Presented at GFHGHP 2012. Presented as oral communication at the 33rd edition of the Congress from the Groupe Francophone d'Hépato-Gastroentérologie et Nutrition Pédiatriques, Nantes (France),March 2012. 

Abstract:

New insights into the mechanism of action of gelatine tannate for acute diarrhoea. Part 2: antibacterial activity.

De Servi B, Moreira da Silva R, Meloni M

Abstract presented as oral communication at the 33rd edition of the Congress from the Groupe Francophone d'Hépato-Gastroentérologie et Nutrition Pédiatriques in Nantes, France, on 30th March 2012

Background:

The pathogenesis of infectious diarrhoea can be osmotic or secretory. Whilst osmotic diarrhoea results from unabsorbed solutes exerting an osmotic force and driving water into the intestinal lumen, secretory diarrhoea occurs as a net secretion of water into the intestinal lumen regulated upon the effect of second messengers, thereby resulting in massive water secretion and dehydration.
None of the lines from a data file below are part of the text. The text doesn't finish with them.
#[cfg(test)]
mod tests {
    use super::*;
    use boardlink_feeds::AgentPort;

    fn uno_port() -> AgentPort {
        serde_json::from_str(
            r#"{ "portName": "/dev/ttyACM0", "productId": "0x0043", "vendorId": "0x2341",
                 "serialNumber": "UNO1", "board": { "fqbn": "arduino:avr:uno", "name": "Arduino Uno" } }"#,
        )
        .unwrap()
    }

    fn engine_for(scenario: &Scenario) -> Engine {
        replay_engine(scenario, &HeadlessOptions::default()).unwrap()
    }

    #[tokio::test]
    async fn test_single_port_is_auto_selected() {
        let scenario = Scenario {
            name: None,
            settings: None,
            catalog: Vec::new(),
            apply_sketch_patches: true,
            steps: vec![
                ScenarioStep::Metadata(Some(Default::default())),
                ScenarioStep::Ports(vec![uno_port()]),
            ],
        };
        let mut engine = engine_for(&scenario);
        let events = replay_scenario(&scenario, &mut engine).await.unwrap();

        assert!(events.iter().any(|e| e.name() == "selection_changed"));
        assert_eq!(engine.selection().selected_fqbn.as_deref(), Some("arduino:avr:uno"));
    }

    #[tokio::test]
    async fn test_remove_bypass_without_bypass_is_ignored() {
        let scenario = Scenario {
            name: None,
            settings: None,
            catalog: Vec::new(),
            apply_sketch_patches: true,
            steps: vec![ScenarioStep::RemoveBypass],
        };
        let mut engine = engine_for(&scenario);
        let events = replay_scenario(&scenario, &mut engine).await.unwrap();
        assert!(events.is_empty());
    }

    #[tokio::test]
    async fn test_bypass_step_reports_id() {
        let scenario = Scenario {
            name: None,
            settings: None,
            catalog: Vec::new(),
            apply_sketch_patches: true,
            steps: vec![ScenarioStep::AddBypass],
        };
        let mut engine = engine_for(&scenario);
        let events = replay_scenario(&scenario, &mut engine).await.unwrap();
        assert!(matches!(&events[..], [HeadlessEvent::BypassAdded { id, .. }] if id == "bypass-1"));
    }

    #[tokio::test]
    async fn test_change_associated_board_patch_is_applied() {
        let scenario = Scenario {
            name: None,
            settings: None,
            catalog: Vec::new(),
            apply_sketch_patches: true,
            steps: vec![
                ScenarioStep::Metadata(Some(Default::default())),
                ScenarioStep::ChangeAssociatedBoard {
                    fqbn: "arduino:samd:mkrwifi1010".to_string(),
                    name: "Arduino MKR WiFi 1010".to_string(),
                    architecture: "samd".to_string(),
                },
            ],
        };
        let mut engine = engine_for(&scenario);
        let events = replay_scenario(&scenario, &mut engine).await.unwrap();

        assert!(events.iter().any(|e| e.name() == "sketch_data_modified"));
        let metadata = engine.state.inputs.metadata.clone().unwrap();
        assert_eq!(metadata.fqbn.as_deref(), Some("arduino:samd:mkrwifi1010"));
    }

    #[test]
    fn test_explicit_config_is_loaded() {
        let dir = tempfile::tempdir().unwrap();
        let path = dir.path().join("config.toml");
        std::fs::write(&path, "[selection]\nprefer_usb_over_ota = true\n").unwrap();

        let options = HeadlessOptions {
            config: Some(path),
            ..Default::default()
        };
        assert!(options.settings().unwrap().selection.prefer_usb_over_ota);
    }

    #[test]
    fn test_explicit_config_must_exist() {
        let options = HeadlessOptions {
            config: Some(PathBuf::from("/nonexistent/config.toml")),
            ..Default::default()
        };
        assert!(options.settings().is_err());
    }
}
If the latter is caused by bacterial enterotoxins, such as cholera toxin or E coli heat-stable enterotoxin, osmotic diarrhoea ultimately results from epithelial damage induced by the cytotoxic effect of viruses, most commonly rotavirus. Tannins are long known to be insoluble in basic environments, thought therefore to exert a local effect on the intestinal lumen through their ability to bind proinflammatory mucoproteins. Tannins also bind bacterial toxins and inhibit bacterial growth. Nevertheless, the mechanism by which gelatine tannate may be effective against bacteria was not fully understood so far.

Aims:

We assessed the efficacy of gelatine tannate against S typhimurium or E coli adhesion in an in vitro intestinal epithelial model in order to determine the mechanism of action of gelatine tannate and also if it can confer additional protection against secretory diarrhoea.

Study design and methods:

The Caco-2 monolayer is a relevant, well-established model that recreates in vitro the intestinal mucosa deprived of mucous cells; the modified model (Caco-Goblet), including mucus-secreting goblet cells, represents a more predictive model to study ion transport and interaction with mucus. After pre-incubation with gelatine tannate 5 mg/mL for 4 hours, we tested the protective effect of gelatine tannate against intestinal adhesion following inoculation (1 hour) with either S typhimurium or E coli, both administered at the concentration of 1e+07 CFU/well, to Caco-2 and Caco-Goblet models, respectively. The invasive efficiency was expressed as the number of viable internalized bacteria by counting the colony-forming units (CFU).

Results:

We observed a significant restriction of passage of E coli (from 2.1e+04 to 1.45e+03 CFU/mL) and S typhimurium (from 2.3e+05 to 6.4e+04 CFU/mL).

Conclusions:

Most interestingly, gelatine tannate showed a strong protective effect against adhesion of S typhimurium and E coli in Caco-2 and Caco-Goblet models, indeed not described so far for any other antidiarrhoeal. These results are in good agreement with film-forming properties of gelatine tannate, quantified as reduction of paracellular flux by TEER and Lucifer yellow measurements, and corroborate the hypothesis of a physical barrier formation by gelatine tannate, contributing to the growing body of evidence of its film-forming properties.